Task statement:
Whenever the string "server" turns up in a line of the data below, copy that line.

Record excerpts:
//! Metrics Module
//!
//! Handles metrics collection and export.

pub mod collector;
pub mod server;

pub use collector::Metrics;
pub use server::MetricsServer;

Output below:
pub mod server;
pub use server::MetricsServer;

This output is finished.